We did not find any association between the severity of drug-related health problems and clinical outcomes at discharge from either of these two analytical perspectives. Interestingly, the magnitude of recovery and improvement was linearly related to the baseline levels on each scale (Figure 1). Logically, patients with the highest levels of depressive symptoms at baseline were precisely those that experienced the most clinically significant changes, while patients with low BDI scores (i.e., “absence of depression”) did not experience a large reduction in symptoms, which, in some cases, worsened slightly during their 3-month stay (Figure 1A). Based on our clinical experience routinely assessing treatment outcomes at discharge from the TC, it is common sense not to expect major improvements in depressive symptoms in patients with low baseline symptoms.
This study has several limitations and thus the conclusions should be interpreted and extrapolated to other healthcare settings cautiously. First, the study was conducted in a group of TCs that form part of a network of coordinated public services in which patients continue treatment after discharge at outpatient treatment centres. In addition, we applied the “in-treatment follow-up outcome measures” proposed by McLellan [71], in which the clinical evaluation at discharge is considered a proxy outcome measure. Therefore, our results cannot be extrapolated to other healthcare models. Second, this was not a randomised clinical trial and there was no control group. Therefore, we cannot conclude that the changes observed in QoL-related variables during the first 3 months of treatment are strictly due to the therapeutic interventions, nor can we control for a possible regression to the mean for the changes observed on these scales. Finally, our analysis included only the 142 patients who reached the follow-up evaluation. In the initial comparison, compared to the group of patients who dropped out of TC, these patients had more symptoms of anxiety and depression, as well as two other sociodemographic risk factors that could potentially influence the results. Future studies should take these limitations into consideration. By contrast, this study has two main strengths.

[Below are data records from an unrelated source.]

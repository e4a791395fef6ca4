//! Shared helpers for unit tests.

use std::collections::VecDeque;
use std::sync::{Arc, Mutex};

use base64::Engine;
use base64::engine::general_purpose::URL_SAFE_NO_PAD;

use crate::credentials::CredentialStore;
use crate::net::{ApiError, ApiRequest, ApiResponse, Transport};
use crate::storage::MemoryStorage;

/// Build an unsigned three-part token whose payload is `claims`.
pub fn token_with_claims(claims: &serde_json::Value) -> String {
    let header = URL_SAFE_NO_PAD.encode(br#"{"alg":"HS256","typ":"JWT"}"#);
    let payload = URL_SAFE_NO_PAD.encode(claims.to_string());
    format!("{header}.{payload}.c2lnbmF0dXJl")
}

/// Token for `sub` with an optional role claim.
pub fn token_for(sub: &str, role: Option<&str>) -> String {
    match role {
        Some(role) => token_with_claims(&serde_json::json!({ "sub": sub, "role": role })),
        None => token_with_claims(&serde_json::json!({ "sub": sub })),
    }
}

pub fn memory_store() -> (Arc<MemoryStorage>, CredentialStore) {
    let backend = Arc::new(MemoryStorage::new());
    let store = CredentialStore::with_default_keys(backend.clone());
    (backend, store)
}

/// Transport that records requests and replays queued responses.
///
/// With nothing queued it answers `200 {}`.
#[derive(Default)]
pub struct RecordingTransport {
    sent: Mutex<Vec<ApiRequest>>,
    responses: Mutex<VecDeque<Result<ApiResponse, ApiError>>>,
}

impl RecordingTransport {
    pub fn new() -> Self {
        Self::default()
    }

    pub fn respond(&self, status: u16, body: impl Into<String>) {
        self.responses.lock().unwrap().push_back(Ok(ApiResponse::new(status, body)));
    }

    pub fn fail(&self, error: ApiError) {
        self.responses.lock().unwrap().push_back(Err(error));
    }

    pub fn sent(&self) -> Vec<ApiRequest> {
        self.sent.lock().unwrap().clone()
    }

    pub fn last(&self) -> ApiRequest {
        self.sent.lock().unwrap().last().cloned().expect("no request was sent")
    }
}

impl Transport for RecordingTransport {
    async fn send(&self, request: &ApiRequest) -> Result<ApiResponse, ApiError> {
        self.sent.lock().unwrap().push(request.clone());
        self.responses
            .lock()
            .unwrap()
            .pop_front()
            .unwrap_or_else(|| Ok(ApiResponse::new(200, "{}")))
    }
}

/// Transport that signs `session` in as someone else while the request is in
/// flight, then answers with a fixed response.
pub struct ReloginTransport {
    pub session: crate::session::AuthSession,
    pub access_token: String,
    pub refresh_token: String,
    pub status: u16,
    pub body: String,
}

impl Transport for ReloginTransport {
    async fn send(&self, _request: &ApiRequest) -> Result<ApiResponse, ApiError> {
        self.session.login(&self.access_token, &self.refresh_token).unwrap();
        Ok(ApiResponse::new(self.status, self.body.clone()))
    }
}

First, treatment outcomes were determined by an indicator used in the routine clinical evaluation by the clinical staff based on the “in-treatment follow-up outcome measures” model [71]. Second, we evaluated the clinical significance of individual patient changes on these QoL-related variables using the RCI developed by Jacobson and Truax [51] as a complement to the group mean comparisons. Third, it is important to keep in mind that we used self-administered scales (e.g., BDI and STAI) in this study to evaluate depression and anxiety. Therefore, we cannot rule out a subjectivity bias. To reduce the risk of this type of bias, future studies should include objective assessment instruments, such as the Hamilton Depression Rating Scale (HDRS) and/or the Hamilton Anxiety Rating Scale (HDRS), which are clinician-administered scales.
Future avenues of research should seek to elucidate the mechanisms underlying the changes experienced by patients during admission to a TC. At present, although clear changes were observed, the underlying mechanisms remain uncertain. In this regard, it would be valuable to measure these changes and, in particular, explore the association between these changes and certain types and intensities of therapeutic interventions, similar to the methods used by other authors in other addiction programmes [40,72]. Finally, we believe—as our data seem to support—that QoL should be a key outcome variable in the treatment of patients admitted to a TC for substance use disorder.

5. Conclusions

The findings of this study show that most cocaine-dependent patients admitted to a therapeutic community present significant improvements in health-related quality of life, depressive symptoms, and health-related problems after three months of therapy. Patients with clinically relevant outcomes at discharge had higher levels of recovery in terms of QoL and anxiety and depressive symptoms at the 3-month assessment after admission. The findings of this study help us to better understand the changes experienced by patients in the first few months after admission to a TC and could help to optimise therapeutic interventions.

Author Contributions

F.G.-S. is the principal investigator for this research project. F.G.-S. and E.V.-M. contributed equally to this study. Specifically, F.G.-S. and E.V.-M. developed the design and methods for this study. F.G.-S. performed the formal statistical analyses. The clinical interviews were conducted by E.V.-M., F.G.-S. and E.V.-M. wrote and approved the final manuscript. All authors have read and agreed to the published version of the manuscript.

Funding

The present study was funded by the National Plan on Drugs, Ministry of Health, Consumption and Social Welfare, Government of Spain [2007 no.2007i078]. The views expressed are those of the authors and do not necessarily represent those of the funding source.

Institutional Review Board Statement

The study was conducted according to the guidelines of the Declaration of Helsinki, and approved by the Institutional Review Board (or Ethics Committee) of Universidad de Granada (BSO2003-07169; 20 April 2007).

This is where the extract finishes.